Out in the yard the deflated palm trees droop languidly across the stump of the birch tree and discarded grass skirts languish in the crotch of the apple tree, like frat boys and debutantes after a long night of debauchery.
Thus we survived the birthday party. No one sustained major injuries on the Slip ‘n’ Slide, a cheap plastic gizmo designed for the very purpose of encouraging children to do things that will cause injury. There was only one scrum of grass-skirted little girls around the largest palm tree that resulted in tears and Time Out. Being the one who needed it the least, I was probably the only one to finish her plate of cake, lick it clean even. I don’t especially like cake, but I love chocolate buttercream filling.
My daughter, who has previously sworn up and down the steeple that she would never waste her time reading my blog, whose favorite cyber interaction with her mother is to change all the settings on my Facebook page to indicate that my favorite activities include belly dancing and henna tattoos and my favorite musicians are Kesha and Lady Gaga, broke precedent today and read my most recent blog and pronounced it “Not okay. TMI.”
“But you don’t even read my blog,” I informed her.

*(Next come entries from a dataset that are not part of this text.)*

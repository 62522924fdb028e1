use serde::{Deserialize, Serialize};
use std::fmt;
use std::str::FromStr;
use strum::{Display, EnumIter, FromRepr};

use crate::errors::ParseError;

/// A persistent status condition. At most one applies to a Pokemon at a time;
/// "no status" is modelled as `Option::None` by the holders of this type.
#[derive(Debug, Clone, Copy, PartialEq, Eq, Hash, Serialize, Deserialize, EnumIter, FromRepr)]
#[repr(u8)]
pub enum StatusCondition {
    /// Speed is lowered and may be unable to act.
    Paralysis = 1,
    /// Taking periodic damage.
    Poison = 2,
    /// Attack is lowered, and taking periodic damage.
    Burn = 3,
    /// Unable to act.
    Sleep = 4,
    /// Unable to act.
    Freeze = 5,
}

impl StatusCondition {
    /// Parses the raw form, where 0 means "no status".
    pub fn from_raw(raw: u8) -> Result<Option<Self>, ParseError> {
        match raw {
            0 => Ok(None),
            _ => StatusCondition::from_repr(raw)
                .map(Some)
                .ok_or(ParseError::UnknownStatus(raw)),
        }
    }

    pub fn abbreviation(self) -> &'static str {
        match self {
            StatusCondition::Paralysis => "PAR",
            StatusCondition::Poison => "PSN",
            StatusCondition::Burn => "BRN",
            StatusCondition::Sleep => "SLP",
            StatusCondition::Freeze => "FRZ",
        }
    }
}

impl fmt::Display for StatusCondition {
    fn fmt(&self, f: &mut fmt::Formatter<'_>) -> fmt::Result {
        write!(f, "{}", self.abbreviation())
    }
}

/// The "kind" of a move.
#[derive(
    Debug, Clone, Copy, PartialEq, Eq, Hash, Serialize, Deserialize, Display, EnumIter, FromRepr,
)]
#[repr(u8)]
pub enum MoveCategory {
    /// A move that doesn't deal direct damage.
    Status = 0,
    /// Uses Special Attack and Special Defense for damage calculation.
    Special = 1,
    /// Uses Attack and Defense for damage calculation.
    Physical = 2,
}

impl TryFrom<u8> for MoveCategory {
    type Error = ParseError;

    fn try_from(raw: u8) -> Result<Self, Self::Error> {
        MoveCategory::from_repr(raw).ok_or(ParseError::UnknownMoveCategory(raw))
    }
}

/// Who a status move's stage changes land on.
#[derive(Debug, Clone, Copy, PartialEq, Eq, Hash, Serialize, Deserialize, Display)]
pub enum Target {
    User,
    Opponent,
}

#[derive(Debug, Clone, Copy, PartialEq, Eq, Hash, Serialize, Deserialize, Display, EnumIter)]
pub enum Gender {
    Male,
    Female,
}

impl FromStr for Gender {
    type Err = ParseError;

    fn from_str(s: &str) -> Result<Self, Self::Err> {
        match s.trim().to_lowercase().as_str() {
            "m" | "male" | "b" | "boy" | "man" | "masculine" => Ok(Gender::Male),
            "f" | "female" | "g" | "girl" | "woman" | "feminine" => Ok(Gender::Female),
            _ => Err(ParseError::UnknownGender(s.to_string())),
        }
    }
}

"It sucks to be the child of a writer," she said churlishly.
She is right of course; it is not remotely okay to whine and complain as I do, especially when blessed as I am with delightful and truthful offspring, the perfectly sweet and perfectly kind CSB and all the dogs, chickens and bees. Not to mention ripe raspberries and peaches.
I like to think that I have respected my children's privacy and refer to them in these pages either obliquely, or in such loving terms that their only objection could be of the eight-year-old's "Don't kiss me in public" variety.

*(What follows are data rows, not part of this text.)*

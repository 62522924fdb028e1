//! A module for defining AI behaviors for battle opponents.

use crate::battle::engine::get_valid_actions;
use crate::battle::rng::BattleRng;
use crate::battle::state::{BattleState, PlayerAction, Side};

/// A trait for any system that can decide on a battle action.
/// This provides a common interface for different AI strategies.
pub trait Behavior {
    /// Inspects the battle state and decides on the next action for the given side.
    fn decide_action(&self, side: Side, battle_state: &BattleState, rng: &mut dyn BattleRng) -> PlayerAction;
}

/// Picks uniformly among the moves that still have PP, and forfeits when
/// there are none.
#[derive(Debug, Clone, Copy, Default)]
pub struct RandomBehavior;

impl RandomBehavior {
    pub fn new() -> Self {
        Self
    }
}

impl Behavior for RandomBehavior {
    fn decide_action(&self, side: Side, battle_state: &BattleState, rng: &mut dyn BattleRng) -> PlayerAction {
        let valid_actions = get_valid_actions(battle_state, side);
        match valid_actions.as_slice() {
            [] => PlayerAction::Forfeit,
            [only] => *only,
            actions => {
                let last = (actions.len() - 1) as u32;
                let choice = rng.next_in_range(0, last, "AI Move Choice") as usize;
                actions[choice]
            }
        }
    }
}

/// Always uses the move in one slot. Handy for scripted battles.
#[derive(Debug, Clone, Copy)]
pub struct FixedMoveBehavior {
    pub move_index: usize,
}

impl Behavior for FixedMoveBehavior {
    fn decide_action(&self, side: Side, battle_state: &BattleState, _rng: &mut dyn BattleRng) -> PlayerAction {
        let action = PlayerAction::UseMove {
            move_index: self.move_index,
        };
        if get_valid_actions(battle_state, side).contains(&action) {
            action
        } else {
            PlayerAction::Forfeit
        }
    }
}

But they disagree. At least my daughter does. My son really does not read the blog.
And her objections fill me with self-doubt and self-loathing. Why do I have to write anything at all that would offend anyone at all, even if they never read these virtual pages?

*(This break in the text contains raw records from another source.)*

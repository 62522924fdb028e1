use serde::{Deserialize, Serialize};
use std::str::FromStr;
use strum::{Display, EnumIter, EnumString, IntoEnumIterator};

use crate::errors::ParseError;
use crate::stat_types::StatType;

/// One of the 25 natures. A nature is either neutral or boosts one
/// nature-affected stat by 10% while reducing another by 10%.
#[derive(
    Debug, Clone, Copy, PartialEq, Eq, Hash, Serialize, Deserialize, Display, EnumIter, EnumString,
)]
#[strum(ascii_case_insensitive)]
pub enum Nature {
    Hardy,
    Docile,
    Serious,
    Bashful,
    Quirky,
    Lonely,
    Brave,
    Adamant,
    Naughty,
    Bold,
    Relaxed,
    Impish,
    Lax,
    Timid,
    Hasty,
    Jolly,
    Naive,
    Modest,
    Mild,
    Quiet,
    Rash,
    Calm,
    Gentle,
    Sassy,
    Careful,
}

/// How a nature treats one particular stat.
#[derive(Debug, Clone, Copy, PartialEq, Eq)]
pub enum NatureModifier {
    Boosted,
    Reduced,
    Neutral,
}

impl NatureModifier {
    /// Applies the modifier to a computed stat, rounding down.
    pub fn apply(self, value: u32) -> u32 {
        match self {
            NatureModifier::Boosted => value * 11 / 10,
            NatureModifier::Reduced => value * 9 / 10,
            NatureModifier::Neutral => value,
        }
    }
}

impl Nature {
    /// The (boosted, reduced) stat pair, or `None` for the neutral natures.
    pub fn stat_changes(self) -> Option<(StatType, StatType)> {
        use StatType::*;

        match self {
            Nature::Hardy | Nature::Docile | Nature::Serious | Nature::Bashful | Nature::Quirky => {
                None
            }
            Nature::Lonely => Some((Attack, Defense)),
            Nature::Brave => Some((Attack, Speed)),
            Nature::Adamant => Some((Attack, SpecialAttack)),
            Nature::Naughty => Some((Attack, SpecialDefense)),
            Nature::Bold => Some((Defense, Attack)),
            Nature::Relaxed => Some((Defense, Speed)),
            Nature::Impish => Some((Defense, SpecialAttack)),
            Nature::Lax => Some((Defense, SpecialDefense)),
            Nature::Timid => Some((Speed, Attack)),
            Nature::Hasty => Some((Speed, Defense)),
            Nature::Jolly => Some((Speed, SpecialAttack)),
            Nature::Naive => Some((Speed, SpecialDefense)),
            Nature::Modest => Some((SpecialAttack, Attack)),
            Nature::Mild => Some((SpecialAttack, Defense)),
            Nature::Quiet => Some((SpecialAttack, Speed)),
            Nature::Rash => Some((SpecialAttack, SpecialDefense)),
            Nature::Calm => Some((SpecialDefense, Attack)),
            Nature::Gentle => Some((SpecialDefense, Defense)),
            Nature::Sassy => Some((SpecialDefense, Speed)),
            Nature::Careful => Some((SpecialDefense, SpecialAttack)),
        }
    }

    pub fn modifier_for(self, stat: StatType) -> NatureModifier {
        match self.stat_changes() {
            Some((boosted, _)) if boosted == stat => NatureModifier::Boosted,
            Some((_, reduced)) if reduced == stat => NatureModifier::Reduced,
            _ => NatureModifier::Neutral,
        }
    }

    /// Parses a nature name, naming the rejected input on failure.
    pub fn parse(name: &str) -> Result<Self, ParseError> {
        Nature::from_str(name.trim()).map_err(|_| ParseError::UnknownNature(name.to_string()))
    }

    /// One line per nature: "Lonely: +Attack; -Defense" or "Hardy: No effects".
    pub fn listing() -> Vec<String> {
        Nature::iter()
            .map(|nature| match nature.stat_changes() {
                Some((boosted, reduced)) => format!("{}: +{}; -{}", nature, boosted, reduced),
                None => format!("{}: No effects", nature),
            })
            .collect()
    }
}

Mostly I write about bees and books, saints and chickens, but it is true that I sometimes venture into more personal tales. And why is that? In some cases because if you can tell a story about an uncomfortable situation, if you can elicit even a grudging chuckle, then you have mitigated the pain and transformed sheer misery into narration.
In the case of the most recent blog - to articulate one’s fears is to take away some of their power. The worst things are the unspeakable things. I have a – perhaps misguided, perhaps simplistic – belief that talking about a problem is a giant step towards solving it.* If I can simply say: All my blood has drained out and been replaced with liquid panic, then I feel that I have gained a slight edge in the battle with that panic. I have not capitulated to depression’s omerta.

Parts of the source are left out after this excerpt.